• _Problem requirements_
Nothing in the records may change. Print them all again.

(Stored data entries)

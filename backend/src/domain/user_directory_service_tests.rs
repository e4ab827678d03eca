//! Tests for the user directory service.

use std::sync::Arc;

use chrono::{DateTime, Local, TimeZone, Utc};
use mockable::Clock;
use rstest::{fixture, rstest};

use super::*;
use crate::domain::ErrorCode;
use crate::domain::ports::MockUserDirectoryRepository;
use crate::domain::UserDraftParts;

struct FixtureClock {
    utc_now: DateTime<Utc>,
}

impl Clock for FixtureClock {
    fn local(&self) -> DateTime<Local> {
        self.utc_now.with_timezone(&Local)
    }

    fn utc(&self) -> DateTime<Utc> {
        self.utc_now
    }
}

fn fixture_timestamp() -> DateTime<Utc> {
    Utc.with_ymd_and_hms(2026, 5, 14, 8, 0, 0)
        .single()
        .expect("valid fixture timestamp")
}

fn make_service(
    repo: MockUserDirectoryRepository,
) -> UserDirectoryService<MockUserDirectoryRepository> {
    UserDirectoryService::new(
        Arc::new(repo),
        Arc::new(FixtureClock {
            utc_now: fixture_timestamp(),
        }),
    )
}

#[fixture]
fn draft() -> UserDraft {
    UserDraft::try_from_parts(UserDraftParts {
        first_name: Some("Ann".into()),
        last_name: Some("Lee".into()),
        email: Some("ann@x.com".into()),
        phone_number: Some("5551234".into()),
        city: Some("Metro".into()),
    })
    .expect("valid draft")
}

fn credentials(email: &str, phone: &str) -> LookupCredentials {
    LookupCredentials::try_from_parts(Some(email), Some(phone)).expect("valid credentials")
}

#[rstest]
#[tokio::test]
async fn register_inserts_new_record_with_clock_timestamp(draft: UserDraft) {
    let mut repo = MockUserDirectoryRepository::new();
    repo.expect_find_by_email_or_phone()
        .withf(|email, phone| email.as_ref() == "ann@x.com" && phone.as_ref() == "5551234")
        .times(1)
        .return_once(|_, _| Ok(None));
    repo.expect_insert()
        .withf(|record| record.email().as_ref() == "ann@x.com")
        .times(1)
        .return_once(|_| Ok(()));

    let record = make_service(repo)
        .register(draft)
        .await
        .expect("registration succeeds");

    assert_eq!(record.first_name(), "Ann");
    assert_eq!(record.city(), "Metro");
    assert_eq!(record.created_at(), fixture_timestamp());
    assert_eq!(record.updated_at(), fixture_timestamp());
}

#[rstest]
#[tokio::test]
async fn register_rejects_existing_email_or_phone_without_insert(draft: UserDraft) {
    let existing = UserRecord::new(UserId::random(), draft.clone(), fixture_timestamp());
    let mut repo = MockUserDirectoryRepository::new();
    repo.expect_find_by_email_or_phone()
        .times(1)
        .return_once(move |_, _| Ok(Some(existing)));
    repo.expect_insert().never();

    let err = make_service(repo)
        .register(draft)
        .await
        .expect_err("duplicate rejected");

    assert_eq!(err.code(), ErrorCode::Duplicate);
    assert_eq!(err.message(), DUPLICATE_USER_MESSAGE);
}

#[rstest]
#[tokio::test]
async fn register_maps_insert_time_unique_violation_to_duplicate(draft: UserDraft) {
    let mut repo = MockUserDirectoryRepository::new();
    repo.expect_find_by_email_or_phone()
        .times(1)
        .return_once(|_, _| Ok(None));
    repo.expect_insert()
        .times(1)
        .return_once(|_| Err(UserDirectoryRepositoryError::duplicate_key("users_email_key")));

    let err = make_service(repo)
        .register(draft)
        .await
        .expect_err("race lost");

    assert_eq!(err.code(), ErrorCode::Duplicate);
    assert_eq!(err.message(), DUPLICATE_USER_MESSAGE);
}

#[rstest]
#[case(UserDirectoryRepositoryError::connection("pool timed out"))]
#[case(UserDirectoryRepositoryError::query("syntax error"))]
#[tokio::test]
async fn register_maps_store_failures_to_internal(
    draft: UserDraft,
    #[case] failure: UserDirectoryRepositoryError,
) {
    let mut repo = MockUserDirectoryRepository::new();
    repo.expect_find_by_email_or_phone()
        .times(1)
        .return_once(move |_, _| Err(failure));
    repo.expect_insert().never();

    let err = make_service(repo)
        .register(draft)
        .await
        .expect_err("store failure");

    assert_eq!(err.code(), ErrorCode::InternalError);
}

#[rstest]
#[tokio::test]
async fn lookup_returns_public_profile(draft: UserDraft) {
    let stored = UserRecord::new(UserId::random(), draft, fixture_timestamp());
    let expected_id = stored.id();
    let mut repo = MockUserDirectoryRepository::new();
    repo.expect_find_by_credentials()
        .withf(|creds| {
            creds.email().as_ref() == "ann@x.com" && creds.phone_number().as_ref() == "5551234"
        })
        .times(1)
        .return_once(move |_| Ok(Some(stored)));

    let profile = make_service(repo)
        .lookup(&credentials("Ann@X.com", "5551234"))
        .await
        .expect("lookup succeeds");

    assert_eq!(profile.id, expected_id);
    assert_eq!(profile.last_name, "Lee");
}

#[rstest]
#[tokio::test]
async fn lookup_without_match_is_not_found() {
    let mut repo = MockUserDirectoryRepository::new();
    repo.expect_find_by_credentials()
        .times(1)
        .return_once(|_| Ok(None));

    let err = make_service(repo)
        .lookup(&credentials("ann@x.com", "9999999"))
        .await
        .expect_err("no match");

    assert_eq!(err.code(), ErrorCode::NotFound);
    assert_eq!(err.message(), USER_NOT_FOUND_MESSAGE);
}

#[rstest]
#[tokio::test]
async fn lookup_maps_connection_failures_to_internal() {
    let mut repo = MockUserDirectoryRepository::new();
    repo.expect_find_by_credentials()
        .times(1)
        .return_once(|_| Err(UserDirectoryRepositoryError::connection("refused")));

    let err = make_service(repo)
        .lookup(&credentials("ann@x.com", "5551234"))
        .await
        .expect_err("store failure");

    assert_eq!(err.code(), ErrorCode::InternalError);
}
//! Request-scoped trace identifier for correlating logs and error payloads.
//!
//! The identifier lives in tokio task-local storage, so it is visible to any
//! code awaited inside [`TraceId::scope`] without threading it through every
//! call. Spawned tasks do not inherit it; wrap their futures in
//! [`TraceId::scope`] explicitly.

use std::future::Future;

use tokio::task_local;
use uuid::Uuid;

/// Response header carrying the trace identifier.
pub const TRACE_ID_HEADER: &str = "trace-id";

task_local! {
    pub(crate) static TRACE_ID: TraceId;
}

/// Per-request trace identifier.
///
/// # Examples
/// ```
/// use tidewatch::TraceId;
///
/// # tokio::runtime::Runtime::new().unwrap().block_on(async {
/// let trace_id: TraceId = "00000000-0000-0000-0000-000000000000"
///     .parse()
///     .expect("valid UUID");
/// let observed = TraceId::scope(trace_id, async move { TraceId::current() }).await;
/// assert_eq!(observed, Some(trace_id));
/// # });
/// ```
#[derive(Debug, Clone, Copy, PartialEq, Eq)]
pub struct TraceId(Uuid);

impl TraceId {
    /// Generate a new random trace identifier.
    #[must_use]
    pub fn generate() -> Self {
        Self(Uuid::new_v4())
    }

    /// Returns the trace identifier in scope, if any.
    #[must_use]
    pub fn current() -> Option<Self> {
        TRACE_ID.try_with(|id| *id).ok()
    }

    /// Run `fut` with `trace_id` in scope.
    pub async fn scope<Fut>(trace_id: TraceId, fut: Fut) -> Fut::Output
    where
        Fut: Future,
    {
        TRACE_ID.scope(trace_id, fut).await
    }
}

impl std::fmt::Display for TraceId {
    fn fmt(&self, f: &mut std::fmt::Formatter<'_>) -> std::fmt::Result {
        write!(f, "{}", self.0)
    }
}

impl std::str::FromStr for TraceId {
    type Err = uuid::Error;

    fn from_str(s: &str) -> Result<Self, Self::Err> {
        Ok(Self(Uuid::parse_str(s)?))
    }
}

• _Response to the exercise_
filename backend/src/domain/user_directory_service_tests.rs
repository e4ab827678d03eca
//! Tests for the user directory service.

use std::sync::Arc;

use chrono::{DateTime, Local, TimeZone, Utc};
use mockable::Clock;
use rstest::{fixture, rstest};

use super::*;
use crate::domain::ErrorCode;
use crate::domain::ports::MockUserDirectoryRepository;
use crate::domain::UserDraftParts;

struct FixtureClock {
    utc_now: DateTime<Utc>,
}

impl Clock for FixtureClock {
    fn local(&self) -> DateTime<Local> {
        self.utc_now.with_timezone(&Local)
    }

    fn utc(&self) -> DateTime<Utc> {
        self.utc_now
    }
}

fn fixture_timestamp() -> DateTime<Utc> {
    Utc.with_ymd_and_hms(2026, 5, 14, 8, 0, 0)
        .single()
        .expect("valid fixture timestamp")
}

fn make_service(
    repo: MockUserDirectoryRepository,
) -> UserDirectoryService<MockUserDirectoryRepository> {
    UserDirectoryService::new(
        Arc::new(repo),
        Arc::new(FixtureClock {
            utc_now: fixture_timestamp(),
        }),
    )
}

#[fixture]
fn draft() -> UserDraft {
    UserDraft::try_from_parts(UserDraftParts {
        first_name: Some("Ann".into()),
        last_name: Some("Lee".into()),
        email: Some("ann@x.com".into()),
        phone_number: Some("5551234".into()),
        city: Some("Metro".into()),
    })
    .expect("valid draft")
}

fn credentials(email: &str, phone: &str) -> LookupCredentials {
    LookupCredentials::try_from_parts(Some(email), Some(phone)).expect("valid credentials")
}

#[rstest]
#[tokio::test]
async fn register_inserts_new_record_with_clock_timestamp(draft: UserDraft) {
    let mut repo = MockUserDirectoryRepository::new();
    repo.expect_find_by_email_or_phone()
        .withf(|email, phone| email.as_ref() == "ann@x.com" && phone.as_ref() == "5551234")
        .times(1)
        .return_once(|_, _| Ok(None));
    repo.expect_insert()
        .withf(|record| record.email().as_ref() == "ann@x.com")
        .times(1)
        .return_once(|_| Ok(()));

    let record = make_service(repo)
        .register(draft)
        .await
        .expect("registration succeeds");

    assert_eq!(record.first_name(), "Ann");
    assert_eq!(record.city(), "Metro");
    assert_eq!(record.created_at(), fixture_timestamp());
    assert_eq!(record.updated_at(), fixture_timestamp());
}

#[rstest]
#[tokio::test]
async fn register_rejects_existing_email_or_phone_without_insert(draft: UserDraft) {
    let existing = UserRecord::new(UserId::random(), draft.clone(), fixture_timestamp());
    let mut repo = MockUserDirectoryRepository::new();
    repo.expect_find_by_email_or_phone()
        .times(1)
        .return_once(move |_, _| Ok(Some(existing)));
    repo.expect_insert().never();

    let err = make_service(repo)
        .register(draft)
        .await
        .expect_err("duplicate rejected");

    assert_eq!(err.code(), ErrorCode::Duplicate);
    assert_eq!(err.message(), DUPLICATE_USER_MESSAGE);
}

#[rstest]
#[tokio::test]
async fn register_maps_insert_time_unique_violation_to_duplicate(draft: UserDraft) {
    let mut repo = MockUserDirectoryRepository::new();
    repo.expect_find_by_email_or_phone()
        .times(1)
        .return_once(|_, _| Ok(None));
    repo.expect_insert()
        .times(1)
        .return_once(|_| Err(UserDirectoryRepositoryError::duplicate_key("users_email_key")));

    let err = make_service(repo)
        .register(draft)
        .await
        .expect_err("race lost");

    assert_eq!(err.code(), ErrorCode::Duplicate);
    assert_eq!(err.message(), DUPLICATE_USER_MESSAGE);
}

#[rstest]
#[case(UserDirectoryRepositoryError::connection("pool timed out"))]
#[case(UserDirectoryRepositoryError::query("syntax error"))]
#[tokio::test]
async fn register_maps_store_failures_to_internal(
    draft: UserDraft,
    #[case] failure: UserDirectoryRepositoryError,
) {
    let mut repo = MockUserDirectoryRepository::new();
    repo.expect_find_by_email_or_phone()
        .times(1)
        .return_once(move |_, _| Err(failure));
    repo.expect_insert().never();

    let err = make_service(repo)
        .register(draft)
        .await
        .expect_err("store failure");

    assert_eq!(err.code(), ErrorCode::InternalError);
}

#[rstest]
#[tokio::test]
async fn lookup_returns_public_profile(draft: UserDraft) {
    let stored = UserRecord::new(UserId::random(), draft, fixture_timestamp());
    let expected_id = stored.id();
    let mut repo = MockUserDirectoryRepository::new();
    repo.expect_find_by_credentials()
        .withf(|creds| {
            creds.email().as_ref() == "ann@x.com" && creds.phone_number().as_ref() == "5551234"
        })
        .times(1)
        .return_once(move |_| Ok(Some(stored)));

    let profile = make_service(repo)
        .lookup(&credentials("Ann@X.com", "5551234"))
        .await
        .expect("lookup succeeds");

    assert_eq!(profile.id, expected_id);
    assert_eq!(profile.last_name, "Lee");
}

#[rstest]
#[tokio::test]
async fn lookup_without_match_is_not_found() {
    let mut repo = MockUserDirectoryRepository::new();
    repo.expect_find_by_credentials()
        .times(1)
        .return_once(|_| Ok(None));

    let err = make_service(repo)
        .lookup(&credentials("ann@x.com", "9999999"))
        .await
        .expect_err("no match");

    assert_eq!(err.code(), ErrorCode::NotFound);
    assert_eq!(err.message(), USER_NOT_FOUND_MESSAGE);
}

#[rstest]
#[tokio::test]
async fn lookup_maps_connection_failures_to_internal() {
    let mut repo = MockUserDirectoryRepository::new();
    repo.expect_find_by_credentials()
        .times(1)
        .return_once(|_| Err(UserDirectoryRepositoryError::connection("refused")));

    let err = make_service(repo)
        .lookup(&credentials("ann@x.com", "5551234"))
        .await
        .expect_err("store failure");

    assert_eq!(err.code(), ErrorCode::InternalError);
}
//! Request-scoped trace identifier for correlating logs and error payloads.
//!
//! The identifier lives in tokio task-local storage, so it is visible to any
//! code awaited inside [`TraceId::scope`] without threading it through every
//! call. Spawned tasks do not inherit it; wrap their futures in
//! [`TraceId::scope`] explicitly.

use std::future::Future;

use tokio::task_local;
use uuid::Uuid;

/// Response header carrying the trace identifier.
pub const TRACE_ID_HEADER: &str = "trace-id";

task_local! {
    pub(crate) static TRACE_ID: TraceId;
}

/// Per-request trace identifier.
///
/// # Examples
/// ```
/// use tidewatch::TraceId;
///
/// # tokio::runtime::Runtime::new().unwrap().block_on(async {
/// let trace_id: TraceId = "00000000-0000-0000-0000-000000000000"
///     .parse()
///     .expect("valid UUID");
/// let observed = TraceId::scope(trace_id, async move { TraceId::current() }).await;
/// assert_eq!(observed, Some(trace_id));
/// # });
/// ```
#[derive(Debug, Clone, Copy, PartialEq, Eq)]
pub struct TraceId(Uuid);

impl TraceId {
    /// Generate a new random trace identifier.
    #[must_use]
    pub fn generate() -> Self {
        Self(Uuid::new_v4())
    }

    /// Returns the trace identifier in scope, if any.
    #[must_use]
    pub fn current() -> Option<Self> {
        TRACE_ID.try_with(|id| *id).ok()
    }

    /// Run `fut` with `trace_id` in scope.
    pub async fn scope<Fut>(trace_id: TraceId, fut: Fut) -> Fut::Output
    where
        Fut: Future,
    {
        TRACE_ID.scope(trace_id, fut).await
    }
}

impl std::fmt::Display for TraceId {
    fn fmt(&self, f: &mut std::fmt::Formatter<'_>) -> std::fmt::Result {
        write!(f, "{}", self.0)
    }
}

impl std::str::FromStr for TraceId {
    type Err = uuid::Error;

    fn from_str(s: &str) -> Result<Self, Self::Err> {
        Ok(Self(Uuid::parse_str(s)?))
    }
}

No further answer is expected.